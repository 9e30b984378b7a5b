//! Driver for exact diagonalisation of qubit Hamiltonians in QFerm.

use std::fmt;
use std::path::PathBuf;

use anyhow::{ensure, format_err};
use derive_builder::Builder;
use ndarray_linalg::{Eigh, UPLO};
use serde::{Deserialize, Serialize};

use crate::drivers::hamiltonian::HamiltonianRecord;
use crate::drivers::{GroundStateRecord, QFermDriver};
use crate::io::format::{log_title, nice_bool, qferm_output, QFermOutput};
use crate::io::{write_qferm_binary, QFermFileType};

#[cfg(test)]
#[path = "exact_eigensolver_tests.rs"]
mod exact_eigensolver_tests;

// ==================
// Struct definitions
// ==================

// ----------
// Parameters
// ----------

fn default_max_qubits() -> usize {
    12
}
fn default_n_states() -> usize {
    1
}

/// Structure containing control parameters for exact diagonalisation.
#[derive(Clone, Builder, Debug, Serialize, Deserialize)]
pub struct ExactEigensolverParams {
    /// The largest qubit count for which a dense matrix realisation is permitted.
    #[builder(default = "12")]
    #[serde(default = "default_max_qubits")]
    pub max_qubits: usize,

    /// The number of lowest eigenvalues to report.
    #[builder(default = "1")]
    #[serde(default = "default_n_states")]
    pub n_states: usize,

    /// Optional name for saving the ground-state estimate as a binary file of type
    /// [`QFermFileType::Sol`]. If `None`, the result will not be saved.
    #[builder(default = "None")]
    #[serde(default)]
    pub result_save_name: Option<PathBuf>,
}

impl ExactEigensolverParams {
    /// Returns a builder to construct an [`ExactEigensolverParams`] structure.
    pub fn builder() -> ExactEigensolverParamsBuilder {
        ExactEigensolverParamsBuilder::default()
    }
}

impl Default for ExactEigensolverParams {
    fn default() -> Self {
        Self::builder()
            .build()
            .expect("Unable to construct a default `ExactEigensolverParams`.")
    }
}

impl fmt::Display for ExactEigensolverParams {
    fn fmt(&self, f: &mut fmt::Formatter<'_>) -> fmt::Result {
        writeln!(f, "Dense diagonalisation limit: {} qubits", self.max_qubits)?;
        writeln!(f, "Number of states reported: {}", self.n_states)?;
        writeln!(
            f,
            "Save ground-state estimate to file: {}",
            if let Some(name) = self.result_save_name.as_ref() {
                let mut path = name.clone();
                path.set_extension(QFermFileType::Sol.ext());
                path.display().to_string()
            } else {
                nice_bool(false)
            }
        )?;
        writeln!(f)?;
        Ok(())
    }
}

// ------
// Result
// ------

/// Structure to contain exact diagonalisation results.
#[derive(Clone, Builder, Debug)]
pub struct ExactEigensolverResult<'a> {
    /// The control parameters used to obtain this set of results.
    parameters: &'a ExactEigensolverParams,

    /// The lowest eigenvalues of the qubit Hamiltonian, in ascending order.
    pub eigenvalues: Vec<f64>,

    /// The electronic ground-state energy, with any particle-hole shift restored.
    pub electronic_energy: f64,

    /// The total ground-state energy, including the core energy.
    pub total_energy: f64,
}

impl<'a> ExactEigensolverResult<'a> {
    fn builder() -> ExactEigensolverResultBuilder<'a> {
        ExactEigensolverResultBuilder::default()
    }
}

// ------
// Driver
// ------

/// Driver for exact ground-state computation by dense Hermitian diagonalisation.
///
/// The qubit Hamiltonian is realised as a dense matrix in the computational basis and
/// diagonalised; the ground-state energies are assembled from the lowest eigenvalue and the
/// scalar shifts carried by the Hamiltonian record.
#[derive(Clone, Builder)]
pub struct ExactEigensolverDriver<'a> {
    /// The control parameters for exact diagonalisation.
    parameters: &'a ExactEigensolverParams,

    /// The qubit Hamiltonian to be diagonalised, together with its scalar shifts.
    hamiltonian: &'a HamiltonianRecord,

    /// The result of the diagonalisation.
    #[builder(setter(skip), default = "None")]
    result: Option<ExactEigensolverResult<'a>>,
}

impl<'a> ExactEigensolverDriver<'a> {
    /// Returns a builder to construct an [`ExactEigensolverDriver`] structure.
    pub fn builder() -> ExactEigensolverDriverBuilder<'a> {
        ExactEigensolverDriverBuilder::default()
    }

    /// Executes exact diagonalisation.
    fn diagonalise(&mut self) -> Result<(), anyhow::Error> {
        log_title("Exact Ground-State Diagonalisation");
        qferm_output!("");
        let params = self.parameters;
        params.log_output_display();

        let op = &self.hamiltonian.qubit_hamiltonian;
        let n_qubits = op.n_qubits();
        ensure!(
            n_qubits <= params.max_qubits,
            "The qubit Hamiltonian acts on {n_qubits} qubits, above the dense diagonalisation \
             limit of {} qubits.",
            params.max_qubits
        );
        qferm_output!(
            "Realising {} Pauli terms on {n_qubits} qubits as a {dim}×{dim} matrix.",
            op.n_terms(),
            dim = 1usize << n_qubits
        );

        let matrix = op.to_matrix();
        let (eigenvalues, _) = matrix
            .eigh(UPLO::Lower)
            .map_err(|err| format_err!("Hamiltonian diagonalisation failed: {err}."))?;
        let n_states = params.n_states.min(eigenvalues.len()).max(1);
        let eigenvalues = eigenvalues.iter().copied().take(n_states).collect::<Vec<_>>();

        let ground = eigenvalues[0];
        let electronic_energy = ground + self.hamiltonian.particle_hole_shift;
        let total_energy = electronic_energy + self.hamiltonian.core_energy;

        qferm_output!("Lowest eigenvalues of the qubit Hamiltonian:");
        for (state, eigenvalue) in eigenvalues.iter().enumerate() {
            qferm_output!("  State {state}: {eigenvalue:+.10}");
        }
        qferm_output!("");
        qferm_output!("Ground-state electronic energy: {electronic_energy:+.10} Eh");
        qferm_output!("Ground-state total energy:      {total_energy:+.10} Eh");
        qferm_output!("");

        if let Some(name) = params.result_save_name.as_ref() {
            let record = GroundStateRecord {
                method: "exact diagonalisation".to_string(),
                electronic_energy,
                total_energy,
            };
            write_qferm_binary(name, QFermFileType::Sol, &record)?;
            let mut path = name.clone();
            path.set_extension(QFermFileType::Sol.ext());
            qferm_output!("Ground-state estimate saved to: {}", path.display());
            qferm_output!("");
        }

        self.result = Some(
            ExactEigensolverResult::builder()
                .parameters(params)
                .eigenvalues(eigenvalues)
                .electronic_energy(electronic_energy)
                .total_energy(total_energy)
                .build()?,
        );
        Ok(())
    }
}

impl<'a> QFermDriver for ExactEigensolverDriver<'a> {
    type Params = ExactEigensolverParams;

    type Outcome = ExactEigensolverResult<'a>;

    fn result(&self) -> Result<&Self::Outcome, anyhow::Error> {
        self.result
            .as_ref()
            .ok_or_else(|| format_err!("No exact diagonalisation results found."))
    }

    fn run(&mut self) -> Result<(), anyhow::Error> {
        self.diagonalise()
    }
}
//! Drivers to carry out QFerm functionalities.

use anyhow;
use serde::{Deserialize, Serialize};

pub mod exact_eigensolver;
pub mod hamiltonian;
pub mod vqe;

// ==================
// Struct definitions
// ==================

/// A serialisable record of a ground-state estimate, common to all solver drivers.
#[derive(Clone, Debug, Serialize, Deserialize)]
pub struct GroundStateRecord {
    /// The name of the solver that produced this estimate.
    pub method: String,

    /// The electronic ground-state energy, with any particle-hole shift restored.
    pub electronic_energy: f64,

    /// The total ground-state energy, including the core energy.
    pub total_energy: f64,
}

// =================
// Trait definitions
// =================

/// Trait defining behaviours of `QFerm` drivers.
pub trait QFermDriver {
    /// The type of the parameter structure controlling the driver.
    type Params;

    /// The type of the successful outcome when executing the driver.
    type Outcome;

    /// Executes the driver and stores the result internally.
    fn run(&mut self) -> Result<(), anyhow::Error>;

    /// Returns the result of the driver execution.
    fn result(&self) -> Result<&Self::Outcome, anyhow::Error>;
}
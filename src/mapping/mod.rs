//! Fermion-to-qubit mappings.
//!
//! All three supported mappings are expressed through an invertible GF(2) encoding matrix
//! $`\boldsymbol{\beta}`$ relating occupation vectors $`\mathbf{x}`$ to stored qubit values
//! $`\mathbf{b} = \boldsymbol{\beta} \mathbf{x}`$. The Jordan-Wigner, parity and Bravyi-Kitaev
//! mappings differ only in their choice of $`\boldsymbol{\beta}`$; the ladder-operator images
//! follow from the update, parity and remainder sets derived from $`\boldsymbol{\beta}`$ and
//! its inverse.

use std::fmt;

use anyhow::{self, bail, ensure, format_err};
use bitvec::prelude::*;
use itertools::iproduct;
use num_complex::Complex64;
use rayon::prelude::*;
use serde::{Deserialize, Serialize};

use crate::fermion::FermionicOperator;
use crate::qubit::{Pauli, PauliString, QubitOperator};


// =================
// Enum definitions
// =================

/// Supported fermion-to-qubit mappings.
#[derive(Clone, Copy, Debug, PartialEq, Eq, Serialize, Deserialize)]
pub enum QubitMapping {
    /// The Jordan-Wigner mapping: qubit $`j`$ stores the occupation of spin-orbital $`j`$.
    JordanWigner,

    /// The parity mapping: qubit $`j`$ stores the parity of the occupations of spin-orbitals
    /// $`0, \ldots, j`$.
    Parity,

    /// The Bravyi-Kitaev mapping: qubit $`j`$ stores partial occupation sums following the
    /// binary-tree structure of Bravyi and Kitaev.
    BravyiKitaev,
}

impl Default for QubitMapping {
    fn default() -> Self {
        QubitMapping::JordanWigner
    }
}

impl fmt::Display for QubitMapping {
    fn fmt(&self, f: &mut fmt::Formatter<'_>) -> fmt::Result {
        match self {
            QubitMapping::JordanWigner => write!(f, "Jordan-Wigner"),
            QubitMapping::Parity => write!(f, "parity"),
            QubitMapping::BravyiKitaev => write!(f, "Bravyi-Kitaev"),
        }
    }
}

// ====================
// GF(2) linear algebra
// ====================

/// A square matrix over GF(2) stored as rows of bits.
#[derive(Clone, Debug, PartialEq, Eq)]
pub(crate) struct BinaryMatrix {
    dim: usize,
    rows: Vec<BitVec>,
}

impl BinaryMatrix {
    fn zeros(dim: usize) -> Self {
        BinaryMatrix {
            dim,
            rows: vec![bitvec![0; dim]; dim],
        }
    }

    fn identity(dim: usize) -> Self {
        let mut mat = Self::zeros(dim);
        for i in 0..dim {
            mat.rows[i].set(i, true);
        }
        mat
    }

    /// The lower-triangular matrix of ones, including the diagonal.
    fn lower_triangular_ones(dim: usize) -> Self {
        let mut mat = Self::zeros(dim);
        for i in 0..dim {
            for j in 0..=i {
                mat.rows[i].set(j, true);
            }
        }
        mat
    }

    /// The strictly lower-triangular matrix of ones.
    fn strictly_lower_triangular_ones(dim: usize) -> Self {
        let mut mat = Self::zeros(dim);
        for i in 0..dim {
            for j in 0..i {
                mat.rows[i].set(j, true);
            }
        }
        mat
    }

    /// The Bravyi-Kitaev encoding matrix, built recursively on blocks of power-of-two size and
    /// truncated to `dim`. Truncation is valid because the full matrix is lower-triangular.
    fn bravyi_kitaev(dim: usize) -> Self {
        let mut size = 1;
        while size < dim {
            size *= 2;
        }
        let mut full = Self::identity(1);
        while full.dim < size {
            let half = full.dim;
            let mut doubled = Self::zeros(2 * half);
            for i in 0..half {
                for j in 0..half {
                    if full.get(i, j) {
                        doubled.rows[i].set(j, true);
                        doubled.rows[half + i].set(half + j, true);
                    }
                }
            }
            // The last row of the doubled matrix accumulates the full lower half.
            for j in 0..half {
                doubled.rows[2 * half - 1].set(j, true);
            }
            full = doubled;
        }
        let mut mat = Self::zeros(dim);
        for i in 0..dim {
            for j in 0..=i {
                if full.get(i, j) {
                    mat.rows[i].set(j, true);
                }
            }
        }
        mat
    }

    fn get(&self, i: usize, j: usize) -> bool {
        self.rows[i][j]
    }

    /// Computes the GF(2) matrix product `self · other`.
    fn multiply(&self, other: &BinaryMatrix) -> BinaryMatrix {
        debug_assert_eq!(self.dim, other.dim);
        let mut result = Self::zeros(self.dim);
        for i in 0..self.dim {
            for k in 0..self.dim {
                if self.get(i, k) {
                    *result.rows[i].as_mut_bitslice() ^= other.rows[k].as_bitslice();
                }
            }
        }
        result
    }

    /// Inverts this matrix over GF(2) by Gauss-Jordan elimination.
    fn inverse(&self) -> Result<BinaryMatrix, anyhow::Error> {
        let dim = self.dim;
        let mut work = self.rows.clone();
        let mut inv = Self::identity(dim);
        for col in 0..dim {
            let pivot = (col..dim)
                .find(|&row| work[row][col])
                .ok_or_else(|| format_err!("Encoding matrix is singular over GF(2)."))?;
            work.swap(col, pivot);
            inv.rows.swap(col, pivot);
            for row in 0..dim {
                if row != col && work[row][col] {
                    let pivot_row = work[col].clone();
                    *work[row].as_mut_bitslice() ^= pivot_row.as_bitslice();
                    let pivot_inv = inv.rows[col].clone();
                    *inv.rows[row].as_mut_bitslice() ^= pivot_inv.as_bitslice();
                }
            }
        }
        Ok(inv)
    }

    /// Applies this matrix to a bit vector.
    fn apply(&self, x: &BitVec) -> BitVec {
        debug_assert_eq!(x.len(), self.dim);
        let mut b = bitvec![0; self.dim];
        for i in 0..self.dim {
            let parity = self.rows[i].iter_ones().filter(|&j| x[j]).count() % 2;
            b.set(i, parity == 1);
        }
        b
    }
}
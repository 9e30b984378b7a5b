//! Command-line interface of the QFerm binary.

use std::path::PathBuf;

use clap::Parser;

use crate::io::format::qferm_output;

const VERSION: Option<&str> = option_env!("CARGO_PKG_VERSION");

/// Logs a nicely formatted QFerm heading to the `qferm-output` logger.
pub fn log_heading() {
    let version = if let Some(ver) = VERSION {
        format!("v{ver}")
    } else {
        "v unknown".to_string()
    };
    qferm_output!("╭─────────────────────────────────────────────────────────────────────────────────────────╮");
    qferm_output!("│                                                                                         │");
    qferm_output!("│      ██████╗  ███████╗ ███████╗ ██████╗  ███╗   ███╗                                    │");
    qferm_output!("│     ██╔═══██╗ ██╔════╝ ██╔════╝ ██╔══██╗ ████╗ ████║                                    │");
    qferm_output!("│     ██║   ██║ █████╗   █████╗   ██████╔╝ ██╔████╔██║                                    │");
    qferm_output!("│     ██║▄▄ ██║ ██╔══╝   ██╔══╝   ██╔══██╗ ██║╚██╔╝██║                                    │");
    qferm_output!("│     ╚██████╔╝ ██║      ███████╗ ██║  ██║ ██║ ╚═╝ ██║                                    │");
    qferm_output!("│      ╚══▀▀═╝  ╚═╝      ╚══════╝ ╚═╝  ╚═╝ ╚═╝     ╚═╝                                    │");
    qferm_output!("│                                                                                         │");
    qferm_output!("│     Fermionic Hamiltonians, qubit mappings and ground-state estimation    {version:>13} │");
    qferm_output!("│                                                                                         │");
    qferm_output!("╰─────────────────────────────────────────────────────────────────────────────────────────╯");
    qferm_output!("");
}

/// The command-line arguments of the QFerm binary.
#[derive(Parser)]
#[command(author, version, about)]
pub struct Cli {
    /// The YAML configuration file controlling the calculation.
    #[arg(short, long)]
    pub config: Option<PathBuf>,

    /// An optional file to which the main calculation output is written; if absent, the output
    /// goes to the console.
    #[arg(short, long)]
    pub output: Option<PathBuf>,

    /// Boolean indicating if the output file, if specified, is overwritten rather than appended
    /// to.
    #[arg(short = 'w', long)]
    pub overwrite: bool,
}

- Exercise requirements
Examine the entries and say how many of their lines hold the word "identity". No other words should accompany the number.

- Answer section
3